AlphaFold-Multimer predicts cross-kingdom interactions at the plant-pathogen interface.
Felix HommaJie Huangvan der Hoorn Renier A LPublished in: Nature communications (2023)
Adapted plant pathogens from various microbial kingdoms produce hundreds of unrelated small secreted proteins (SSPs) with elusive roles. Here, we used AlphaFold-Multimer (AFM) to screen 1879 SSPs of seven tomato pathogens for interacting with six defence-related hydrolases of tomato. This screen of 11,274 protein pairs identified 15 non-annotated SSPs that are predicted to obstruct the active site of chitinases and proteases with an intrinsic fold. Four SSPs were experimentally verified to be inhibitors of pathogenesis-related subtilase P69B, including extracellular protein-36 (Ecp36) and secreted-into-xylem-15 (Six15) of the fungal pathogens Cladosporium fulvum and Fusarium oxysporum, respectively.

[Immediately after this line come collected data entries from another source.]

//! One-shot device position with a static fallback.

use crate::errors::{StoreError, StoreResult};
use crate::types::UserLocation;

/// Coordinates used whenever the device position is unavailable.
pub struct DefaultLocation {
    pub latitude: f64,
    pub longitude: f64,
    pub city: &'static str,
}

pub const DEFAULT_LOCATION: DefaultLocation = DefaultLocation {
    latitude: -23.3045,
    longitude: -51.1696,
    city: "Londrina, Brasil",
};

impl DefaultLocation {
    pub fn to_location(&self) -> UserLocation {
        UserLocation::new(self.latitude, self.longitude).with_city(self.city)
    }
}

#[derive(Debug, Clone, Copy, PartialEq, Eq)]
pub enum PermissionStatus {
    Granted,
    Denied,
}

/// Source of device positions.
#[allow(async_fn_in_trait)]
pub trait LocationProvider {
    async fn request_permission(&mut self) -> StoreResult<PermissionStatus>;
    async fn current_position(&mut self) -> StoreResult<UserLocation>;
}

/// Always grants and reports the same coordinate.
#[derive(Debug, Clone)]
pub struct FixedProvider {
    location: UserLocation,
}

impl FixedProvider {
    pub fn new(location: UserLocation) -> Self {
        Self { location }
    }
}

impl LocationProvider for FixedProvider {
    async fn request_permission(&mut self) -> StoreResult<PermissionStatus> {
        Ok(PermissionStatus::Granted)
    }

    async fn current_position(&mut self) -> StoreResult<UserLocation> {
        Ok(self.location.clone())
    }
}

/// A device where the user refused location access.
#[derive(Debug, Clone, Copy, Default)]
pub struct DeniedProvider;

impl LocationProvider for DeniedProvider {
    async fn request_permission(&mut self) -> StoreResult<PermissionStatus> {
        Ok(PermissionStatus::Denied)
    }

    async fn current_position(&mut self) -> StoreResult<UserLocation> {
        Err(StoreError::InvalidRequest {
            message: "location permission denied".to_string(),
        })
    }
}

/// Wraps a provider; never fails, asks the provider on every call.
pub struct LocationService<P> {
    provider: P,
    fallback: UserLocation,
}

impl<P: LocationProvider> LocationService<P> {
    pub fn new(provider: P) -> Self {
        Self::with_fallback(provider, DEFAULT_LOCATION.to_location())
    }

    pub fn with_fallback(provider: P, fallback: UserLocation) -> Self {
        Self { provider, fallback }
    }

    /// `true` only for an explicit grant; provider errors count as refusal.
    pub async fn request_permission(&mut self) -> bool {
        match self.provider.request_permission().await {
            Ok(status) => status == PermissionStatus::Granted,
            Err(err) => {
                log::warn!("location permission request failed: {err}");
                false
            }
        }
    }

    pub async fn get_current_location(&mut self) -> UserLocation {
        if !self.request_permission().await {
            log::debug!("location permission not granted, using fallback");
            return self.fallback.clone();
        }
        match self.provider.current_position().await {
            Ok(location) => UserLocation {
                latitude: location.latitude,
                longitude: location.longitude,
                city: None,
            },
            Err(err) => {
                log::warn!("reading device position failed: {err}");
                self.fallback.clone()
            }
        }
    }

    pub fn default_location(&self) -> UserLocation {
        self.fallback.clone()
    }
}

#[cfg(test)]
mod tests {
    use super::*;

    struct BrokenGps;

    impl LocationProvider for BrokenGps {
        async fn request_permission(&mut self) -> StoreResult<PermissionStatus> {
            Ok(PermissionStatus::Granted)
        }

        async fn current_position(&mut self) -> StoreResult<UserLocation> {
            Err(StoreError::storage("gps timeout"))
        }
    }

    struct PermissionCrash;

    impl LocationProvider for PermissionCrash {
        async fn request_permission(&mut self) -> StoreResult<PermissionStatus> {
            Err(StoreError::storage("permission api unavailable"))
        }

        async fn current_position(&mut self) -> StoreResult<UserLocation> {
            Ok(UserLocation::new(0.0, 0.0))
        }
    }

    #[tokio::test]
    async fn granted_position_is_returned_without_city() {
        let here = UserLocation::new(-25.4284, -49.2733).with_city("Curitiba");
        let mut service = LocationService::new(FixedProvider::new(here));
        let location = service.get_current_location().await;
        assert_eq!(location, UserLocation::new(-25.4284, -49.2733));
    }

    #[tokio::test]
    async fn denied_permission_falls_back() {
        let mut service = LocationService::new(DeniedProvider);
        assert!(!service.request_permission().await);
        assert_eq!(service.get_current_location().await, DEFAULT_LOCATION.to_location());
    }

    #[tokio::test]
    async fn read_failure_falls_back() {
        let mut service = LocationService::new(BrokenGps);
        assert_eq!(service.get_current_location().await.city.as_deref(), Some("Londrina, Brasil"));
    }

    #[tokio::test]
    async fn permission_error_counts_as_denied() {
        let mut service = LocationService::new(PermissionCrash);
        assert!(!service.request_permission().await);
        assert_eq!(service.get_current_location().await, service.default_location());
    }
}
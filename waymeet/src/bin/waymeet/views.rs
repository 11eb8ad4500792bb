//! Serializable shapes printed by the commands.

use chrono::Utc;
use comfy_table::{Cell, Color as TableColor, Table};
use serde::Serialize;
use waymeet::format::{format_distance, format_event_date_time, format_price, time_ago, truncate_text};
use waymeet::tour::TourStep;
use waymeet::{AuthStatus, Category, ChatMessage, Event, Itinerary, Place, User, UserLocation};

use crate::output::{GlobalOptions, TableDisplay, detail_table, themed_table};

const TITLE_WIDTH: usize = 32;

#[derive(Serialize)]
#[serde(rename_all = "camelCase")]
pub struct SessionView {
    pub status: AuthStatus,
    pub has_completed_onboarding: bool,
    pub storage: &'static str,
    #[serde(skip_serializing_if = "Option::is_none")]
    pub config: Option<String>,
    pub user: Option<User>,
}

impl TableDisplay for SessionView {
    fn to_table(&self, options: &GlobalOptions) -> Table {
        let mut rows = vec![
            ("Status", self.status.to_string()),
            ("Onboarded", self.has_completed_onboarding.to_string()),
            ("Storage", self.storage.to_string()),
            ("Config", self.config.clone().unwrap_or_else(|| "defaults".to_string())),
        ];
        if let Some(user) = &self.user {
            rows.push(("User", format!("{} ({})", user.display_name, user.id)));
            rows.push(("Email", user.email.clone()));
            rows.push(("Verified", user.email_verified.to_string()));
            if !user.home_city.is_empty() {
                rows.push(("City", user.home_city.clone()));
            }
            if !user.selected_categories.is_empty() {
                rows.push(("Categories", user.selected_categories.join(", ")));
            }
        }
        detail_table(options, &rows)
    }

    fn to_compact(&self) -> String {
        match &self.user {
            Some(user) => format!("{} {} onboarded={}", self.status, user.id, self.has_completed_onboarding),
            None => self.status.to_string(),
        }
    }
}

#[derive(Serialize)]
#[serde(rename_all = "camelCase")]
pub struct EventRow {
    pub id: String,
    pub title: String,
    pub category: String,
    pub when: String,
    pub location: String,
    pub price: String,
    pub attendees: String,
    #[serde(skip_serializing_if = "Option::is_none")]
    pub distance: Option<String>,
}

impl EventRow {
    pub fn new(event: &Event) -> Self {
        Self {
            id: event.id.clone(),
            title: event.title.clone(),
            category: event.category.clone(),
            when: format_event_date_time(&event.date, &event.time),
            location: event.location_name.clone(),
            price: format_price(event.price),
            attendees: format!("{}/{}", event.attendee_count(), event.max_participants),
            distance: None,
        }
    }

    pub fn with_distance(mut self, km: f64) -> Self {
        self.distance = Some(format_distance(km));
        self
    }
}

#[derive(Serialize)]
#[serde(transparent)]
pub struct EventTable(pub Vec<EventRow>);

impl TableDisplay for EventTable {
    fn to_table(&self, options: &GlobalOptions) -> Table {
        let with_distance = self.0.iter().any(|row| row.distance.is_some());
        let mut headers = vec!["ID", "Title", "Category", "When", "Where", "Price", "Going"];
        if with_distance {
            headers.push("Distance");
        }
        let mut table = themed_table(options, &headers);
        for row in &self.0 {
            let mut cells = vec![
                Cell::new(&row.id),
                Cell::new(truncate_text(&row.title, TITLE_WIDTH)),
                Cell::new(&row.category),
                Cell::new(&row.when),
                Cell::new(&row.location),
                Cell::new(&row.price),
                Cell::new(&row.attendees),
            ];
            if with_distance {
                cells.push(Cell::new(row.distance.as_deref().unwrap_or("-")));
            }
            table.add_row(cells);
        }
        table
    }

    fn to_compact(&self) -> String {
        self.0.iter().map(|row| row.id.as_str()).collect::<Vec<_>>().join(",")
    }
}

#[derive(Serialize)]
#[serde(transparent)]
pub struct EventDetail(pub Event);

impl TableDisplay for EventDetail {
    fn to_table(&self, options: &GlobalOptions) -> Table {
        let event = &self.0;
        let going: Vec<&str> = event.attendees.iter().map(|a| a.display_name.as_str()).collect();
        detail_table(
            options,
            &[
                ("ID", event.id.clone()),
                ("Title", event.title.clone()),
                ("Description", event.description.clone()),
                ("Category", event.category.clone()),
                ("When", format_event_date_time(&event.date, &event.time)),
                ("Where", event.location_name.clone()),
                ("Price", format_price(event.price)),
                ("Host", event.creator.display_name.clone()),
                ("Going", format!("{} ({} spots left)", going.join(", "), event.spots_left())),
            ],
        )
    }

    fn to_compact(&self) -> String {
        format!("{} {} {}/{}", self.0.id, self.0.title, self.0.attendee_count(), self.0.max_participants)
    }
}

#[derive(Serialize)]
#[serde(rename_all = "camelCase")]
pub struct ChatView {
    pub event_id: String,
    pub messages: Vec<ChatMessage>,
}

impl TableDisplay for ChatView {
    fn to_table(&self, options: &GlobalOptions) -> Table {
        let now = Utc::now();
        let mut table = themed_table(options, &["When", "From", "Message"]);
        for message in &self.messages {
            let from = if message.is_system { "" } else { message.user.display_name.as_str() };
            let mut text = Cell::new(&message.text);
            if message.is_system && !options.no_color {
                text = text.fg(TableColor::Yellow);
            }
            table.add_row(vec![Cell::new(time_ago(message.timestamp, now)), Cell::new(from), text]);
        }
        table
    }

    fn to_compact(&self) -> String {
        format!("{}: {} messages", self.event_id, self.messages.len())
    }
}

#[derive(Serialize)]
#[serde(transparent)]
pub struct PlaceTable(pub Vec<Place>);

impl TableDisplay for PlaceTable {
    fn to_table(&self, options: &GlobalOptions) -> Table {
        let mut table = themed_table(options, &["ID", "Name", "City", "Category", "Rating"]);
        for place in &self.0 {
            table.add_row(vec![
                Cell::new(&place.id),
                Cell::new(&place.name),
                Cell::new(&place.city),
                Cell::new(format!("{} {}", place.category_icons.join(""), place.category)),
                Cell::new(format!("{:.1}", place.rating)),
            ]);
        }
        table
    }

    fn to_compact(&self) -> String {
        self.0.iter().map(|p| p.name.as_str()).collect::<Vec<_>>().join(", ")
    }
}

#[derive(Serialize)]
#[serde(transparent)]
pub struct ItineraryTable(pub Vec<Itinerary>);

impl TableDisplay for ItineraryTable {
    fn to_table(&self, options: &GlobalOptions) -> Table {
        let mut table = themed_table(options, &["ID", "Title", "Stops", "Duration", "Price", "Rating"]);
        for itinerary in &self.0 {
            table.add_row(vec![
                Cell::new(&itinerary.id),
                Cell::new(&itinerary.title),
                Cell::new(itinerary.locations.join(" → ")),
                Cell::new(&itinerary.duration),
                Cell::new(format_price(itinerary.price)),
                Cell::new(format!("{:.1}", itinerary.rating)),
            ]);
        }
        table
    }

    fn to_compact(&self) -> String {
        self.0.iter().map(|i| i.title.as_str()).collect::<Vec<_>>().join(", ")
    }
}

#[derive(Serialize)]
#[serde(transparent)]
pub struct CategoryTable(pub Vec<Category>);

impl TableDisplay for CategoryTable {
    fn to_table(&self, options: &GlobalOptions) -> Table {
        let mut table = themed_table(options, &["ID", "", "Name", "Color"]);
        for category in &self.0 {
            table.add_row(vec![
                Cell::new(&category.id),
                Cell::new(&category.icon),
                Cell::new(&category.name),
                Cell::new(&category.color),
            ]);
        }
        table
    }

    fn to_compact(&self) -> String {
        self.0.iter().map(|c| c.name.as_str()).collect::<Vec<_>>().join(",")
    }
}

#[derive(Serialize)]
#[serde(rename_all = "camelCase")]
pub struct LocationView {
    pub permission_granted: bool,
    pub location: UserLocation,
}

impl TableDisplay for LocationView {
    fn to_table(&self, options: &GlobalOptions) -> Table {
        detail_table(
            options,
            &[
                ("Permission", if self.permission_granted { "granted" } else { "denied" }.to_string()),
                ("Latitude", format!("{:.4}", self.location.latitude)),
                ("Longitude", format!("{:.4}", self.location.longitude)),
                ("City", self.location.city.clone().unwrap_or_else(|| "-".to_string())),
            ],
        )
    }

    fn to_compact(&self) -> String {
        format!("{:.4},{:.4}", self.location.latitude, self.location.longitude)
    }
}

#[derive(Serialize)]
#[serde(transparent)]
pub struct TourReport(pub Vec<TourStep>);

impl TableDisplay for TourReport {
    fn to_table(&self, options: &GlobalOptions) -> Table {
        let mut table = themed_table(options, &["#", "Step", "Result"]);
        for (index, step) in self.0.iter().enumerate() {
            table.add_row(vec![
                Cell::new(index + 1),
                Cell::new(step.step),
                Cell::new(&step.detail),
            ]);
        }
        table
    }

    fn to_compact(&self) -> String {
        format!("{} steps", self.0.len())
    }
}

#[cfg(test)]
mod tests {
    use super::*;
    use waymeet::mock;

    fn plain() -> GlobalOptions {
        GlobalOptions {
            no_color: true,
            ..Default::default()
        }
    }

    #[test]
    fn event_rows_format_price_and_going() {
        let events = mock::events();
        let row = EventRow::new(&events[1]);
        assert_eq!(row.price, "R$ 25,00");
        assert_eq!(row.attendees, "2/200");
        assert!(row.distance.is_none());
        assert_eq!(EventRow::new(&events[0]).with_distance(0.45).distance.as_deref(), Some("450m"));
    }

    #[test]
    fn event_table_adds_distance_column_only_when_known() {
        let events = mock::events();
        let plain_rows = EventTable(events.iter().map(EventRow::new).collect());
        assert!(!plain_rows.to_table(&plain()).to_string().contains("Distance"));

        let near = EventTable(vec![EventRow::new(&events[2]).with_distance(0.0)]);
        assert!(near.to_table(&plain()).to_string().contains("Distance"));
        assert_eq!(near.to_compact(), "3");
    }

    #[test]
    fn session_compact_without_user() {
        let view = SessionView {
            status: AuthStatus::Unauthenticated,
            has_completed_onboarding: false,
            storage: "memory",
            config: None,
            user: None,
        };
        assert_eq!(view.to_compact(), "unauthenticated");
    }

    #[test]
    fn session_table_names_config_source() {
        let mut view = SessionView {
            status: AuthStatus::Unauthenticated,
            has_completed_onboarding: false,
            storage: "file",
            config: None,
            user: None,
        };
        assert!(view.to_table(&plain()).to_string().contains("defaults"));

        view.config = Some(".waymeet/config.toml".to_string());
        let rendered = view.to_table(&plain()).to_string();
        assert!(rendered.contains(".waymeet/config.toml"));
        assert!(serde_json::to_string(&view).unwrap().contains("\"config\""));
    }
}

Together with a P69B inhibitor from the bacterial pathogen Xanthomonas perforans and Kazal-like inhibitors of the oomycete pathogen Phytophthora infestans, P69B emerges as an effector hub targeted by different microbial kingdoms, consistent with a diversification of P69B orthologs and paralogs. This study demonstrates the power of artificial intelligence to predict cross-kingdom interactions at the plant-pathogen interface.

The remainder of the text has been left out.